High-throughput RNA seq data of mouse embryonic stem cells and intermediate states throughout their differentiation into motor neurons. High-throughput RNA seq data of mouse embryonic stem cells and intermediate states throughout their differentiation into motor neurons

Piezo1 is a mechanosensitive (MS) ion channel with characteristic fast-inactivation kinetics expressed in multiple mammalian cells. We found a slowly-inactivating MS current in mouse embryonic stem (mES) cells and characterized it throughout a model differentiation into motor neurons in order to investigate its components. MS currents were large and slowly-inactivating in the stem cell stage, and became gradually smaller and faster-inactivating throughout the differentiation. We found that Piezo1 is expressed in mES cells, and its knockout abolishes MS currents, indicating that the slowly-inactivating current in mES cells is carried by Piezo1. To investigate the reason for its uncharacteristic slow inactivation kinetics in these cells, we cloned Piezo1 cDNA from mES cells and studied whether the expressed variant displays intrinsic slow kinetics.
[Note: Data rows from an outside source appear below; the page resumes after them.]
#![forbid(unsafe_code)]

//! Time sources for the scheduler.
//!
//! A [`Clock`] is either the real wall clock or a [`LabClock`] that only moves
//! when told to. Every timer in Cadence reads time through a `Clock`, so a test
//! that owns the `LabClock` controls exactly when debounce windows close,
//! reconnect delays elapse and heartbeats fire.
//!
//! # Example
//!
//! ```
//! use cadence_core::clock::{Clock, LabClock};
//! use web_time::Duration;
//!
//! let lab = LabClock::new();
//! let clock = Clock::Lab(lab.clone());
//! let before = clock.now();
//!
//! lab.advance(Duration::from_millis(250));
//! assert_eq!(clock.now() - before, Duration::from_millis(250));
//! ```

use std::sync::Arc;
use std::sync::atomic::{AtomicU64, Ordering};
use web_time::{Duration, Instant, SystemTime};

// ─── LabClock ────────────────────────────────────────────────────────────────

/// A manually-advanceable clock for deterministic tests.
///
/// All clones share the same offset, so every component holding a clone sees
/// the same time. The clock never moves backwards.
#[derive(Debug, Clone)]
pub struct LabClock {
    epoch: Instant,
    epoch_unix_ms: u64,
    offset_us: Arc<AtomicU64>,
}

impl LabClock {
    /// Create a lab clock starting at `Instant::now()` and the current
    /// wall-clock date.
    #[must_use]
    pub fn new() -> Self {
        Self::starting_at_unix_ms(system_unix_ms())
    }

    /// Create a lab clock whose [`unix_millis`](Self::unix_millis) starts at
    /// `unix_ms`. Useful when tests assert on record timestamps.
    #[must_use]
    pub fn starting_at_unix_ms(unix_ms: u64) -> Self {
        Self {
            epoch: Instant::now(),
            epoch_unix_ms: unix_ms,
            offset_us: Arc::new(AtomicU64::new(0)),
        }
    }

    /// Advance the lab clock by `delta`.
    pub fn advance(&self, delta: Duration) {
        let us = duration_us(delta);
        let _ = self
            .offset_us
            .fetch_update(Ordering::AcqRel, Ordering::Acquire, |cur| {
                Some(cur.saturating_add(us))
            });
    }

    /// Move the clock forward to `instant`. Instants in the past are ignored.
    pub fn advance_to(&self, instant: Instant) {
        let target = instant
            .checked_duration_since(self.epoch)
            .unwrap_or(Duration::ZERO);
        self.offset_us
            .fetch_max(duration_us(target), Ordering::AcqRel);
    }

    /// Current lab time.
    #[must_use]
    pub fn now(&self) -> Instant {
        saturating_add(self.epoch, self.elapsed())
    }

    /// Latest instant this clock can reach.
    pub(crate) fn horizon(&self) -> Instant {
        saturating_add(self.epoch, Duration::from_micros(u64::MAX))
    }

    /// Total time this clock has been advanced.
    #[must_use]
    pub fn elapsed(&self) -> Duration {
        Duration::from_micros(self.offset_us.load(Ordering::Acquire))
    }

    /// Milliseconds since the UNIX epoch according to this clock.
    #[must_use]
    pub fn unix_millis(&self) -> u64 {
        self.epoch_unix_ms
            .saturating_add(self.offset_us.load(Ordering::Acquire) / 1_000)
    }
}

impl Default for LabClock {
    fn default() -> Self {
        Self::new()
    }
}

// ─── Clock ───────────────────────────────────────────────────────────────────

/// Time source used by schedulers and histories.
#[derive(Debug, Clone, Default)]
pub enum Clock {
    /// Real wall-clock time.
    #[default]
    Real,
    /// Deterministic lab clock for testing.
    Lab(LabClock),
}

impl Clock {
    /// Current monotonic time.
    #[must_use]
    pub fn now(&self) -> Instant {
        match self {
            Self::Real => Instant::now(),
            Self::Lab(lab) => lab.now(),
        }
    }

    /// Milliseconds since the UNIX epoch.
    #[must_use]
    pub fn unix_millis(&self) -> u64 {
        match self {
            Self::Real => system_unix_ms(),
            Self::Lab(lab) => lab.unix_millis(),
        }
    }

    /// Whether this clock is a lab clock.
    #[inline]
    #[must_use]
    pub fn is_lab(&self) -> bool {
        matches!(self, Self::Lab(_))
    }

    /// The underlying lab clock, if any.
    #[must_use]
    pub fn as_lab(&self) -> Option<&LabClock> {
        match self {
            Self::Real => None,
            Self::Lab(lab) => Some(lab),
        }
    }
}

/// `from + delay`, saturating to a far-future instant.
pub(crate) fn saturating_add(from: Instant, delay: Duration) -> Instant {
    let mut step = delay;
    loop {
        if let Some(instant) = from.checked_add(step) {
            return instant;
        }
        step /= 2;
    }
}

fn duration_us(d: Duration) -> u64 {
    d.as_micros().min(u64::MAX as u128) as u64
}

fn system_unix_ms() -> u64 {
    SystemTime::now()
        .duration_since(SystemTime::UNIX_EPOCH)
        .map(|d| d.as_millis().min(u64::MAX as u128) as u64)
        .unwrap_or(0)
}
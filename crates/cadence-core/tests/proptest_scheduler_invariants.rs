//! Property-based invariant tests for the timer scheduler.
//!
//! 1. Timeouts fire in deadline order, ties in scheduling order.
//! 2. Cleared timers never fire, and `pending` counts only live timers.
//! 3. An interval of period `p` fires `floor(T / p)` times over `T`.
//! 4. Advancing in pieces fires the same timers as one large advance.
//! 5. A lab clock observed inside a callback reads the timer's deadline.

use std::cell::RefCell;
use std::rc::Rc;

use cadence_core::{Scheduler, TimerId};
use proptest::prelude::*;
use web_time::Duration;

fn ms(n: u64) -> Duration {
    Duration::from_millis(n)
}

// ═════════════════════════════════════════════════════════════════════════
// 1–2. Ordering and clearing
// ═════════════════════════════════════════════════════════════════════════

proptest! {
    #[test]
    fn timeouts_fire_in_deadline_order(delays in proptest::collection::vec(0u64..500, 0..50)) {
        let (sched, _lab) = Scheduler::lab();
        let fired = Rc::new(RefCell::new(Vec::new()));
        for (i, delay) in delays.iter().enumerate() {
            let f = Rc::clone(&fired);
            sched.set_timeout(ms(*delay), move || f.borrow_mut().push(i));
        }
        sched.advance(ms(500));

        let mut expected: Vec<usize> = (0..delays.len()).collect();
        expected.sort_by_key(|&i| delays[i]);
        prop_assert_eq!(&*fired.borrow(), &expected);
        prop_assert_eq!(sched.pending(), 0);
        prop_assert_eq!(sched.fired_total(), delays.len() as u64);
    }

    #[test]
    fn cleared_timers_never_fire(
        timers in proptest::collection::vec((1u64..300, any::<bool>()), 0..40),
    ) {
        let (sched, _lab) = Scheduler::lab();
        let fired = Rc::new(RefCell::new(Vec::new()));
        let ids: Vec<(TimerId, bool)> = timers
            .iter()
            .enumerate()
            .map(|(i, (delay, keep))| {
                let f = Rc::clone(&fired);
                (sched.set_timeout(ms(*delay), move || f.borrow_mut().push(i)), *keep)
            })
            .collect();
        for (id, keep) in &ids {
            if !keep {
                prop_assert!(sched.clear(*id));
                prop_assert!(!sched.is_pending(*id));
            }
        }
        let live = ids.iter().filter(|(_, keep)| *keep).count();
        prop_assert_eq!(sched.pending(), live);

        sched.advance(ms(300));
        let fired = fired.borrow();
        prop_assert_eq!(fired.len(), live);
        prop_assert!(fired.iter().all(|&i| timers[i].1));
    }
}

// ═════════════════════════════════════════════════════════════════════════
// 3–4. Intervals and piecewise advance
// ═════════════════════════════════════════════════════════════════════════

proptest! {
    #[test]
    fn interval_fire_count(period in 1u64..50, total in 0u64..1_000) {
        let (sched, _lab) = Scheduler::lab();
        let count = Rc::new(RefCell::new(0u64));
        let c = Rc::clone(&count);
        let id = sched.set_interval(ms(period), move || *c.borrow_mut() += 1);
        sched.advance(ms(total));
        prop_assert_eq!(*count.borrow(), total / period);
        prop_assert!(sched.is_pending(id));
    }

    #[test]
    fn piecewise_advance_matches_single(
        delays in proptest::collection::vec(0u64..400, 0..30),
        steps in proptest::collection::vec(0u64..60, 0..20),
    ) {
        let total: u64 = steps.iter().sum();
        let run = |pieces: &[u64]| {
            let (sched, _lab) = Scheduler::lab();
            let fired = Rc::new(RefCell::new(Vec::new()));
            for (i, delay) in delays.iter().enumerate() {
                let f = Rc::clone(&fired);
                sched.set_timeout(ms(*delay), move || f.borrow_mut().push(i));
            }
            for piece in pieces {
                sched.advance(ms(*piece));
            }
            sched.advance(Duration::ZERO);
            let out = fired.borrow().clone();
            out
        };
        prop_assert_eq!(run(&steps), run(&[total]));
    }
}

// ═════════════════════════════════════════════════════════════════════════
// 5. Lab time inside callbacks
// ═════════════════════════════════════════════════════════════════════════

proptest! {
    #[test]
    fn callbacks_observe_their_deadline(delays in proptest::collection::vec(0u64..200, 1..20)) {
        let (sched, lab) = Scheduler::lab();
        let seen = Rc::new(RefCell::new(Vec::new()));
        for delay in &delays {
            let s = Rc::clone(&seen);
            let lab = lab.clone();
            let delay = *delay;
            sched.set_timeout(ms(delay), move || {
                s.borrow_mut().push((delay, lab.elapsed()));
            });
        }
        sched.advance(ms(250));
        for (delay, elapsed) in seen.borrow().iter() {
            prop_assert_eq!(*elapsed, ms(*delay));
        }
        prop_assert_eq!(lab.elapsed(), ms(250));
    }
}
The variant of Piezo1 found in mES cells displays fast-inactivation kinetics in heterologous expression, indicating that sources of modulation other than the amino acid sequence determine its slow kinetics in mES cells. Overall design: 6 stages were analyzed: days 0 (mES cells), 2, 3, 4, 5 and 7 (motor neurons). 3 biological replicates were analyzed for days 0, 2 and 3. 4 biological replicates were analyzed for day 4. 2 biological replicates were analyzed for days 5 and 7.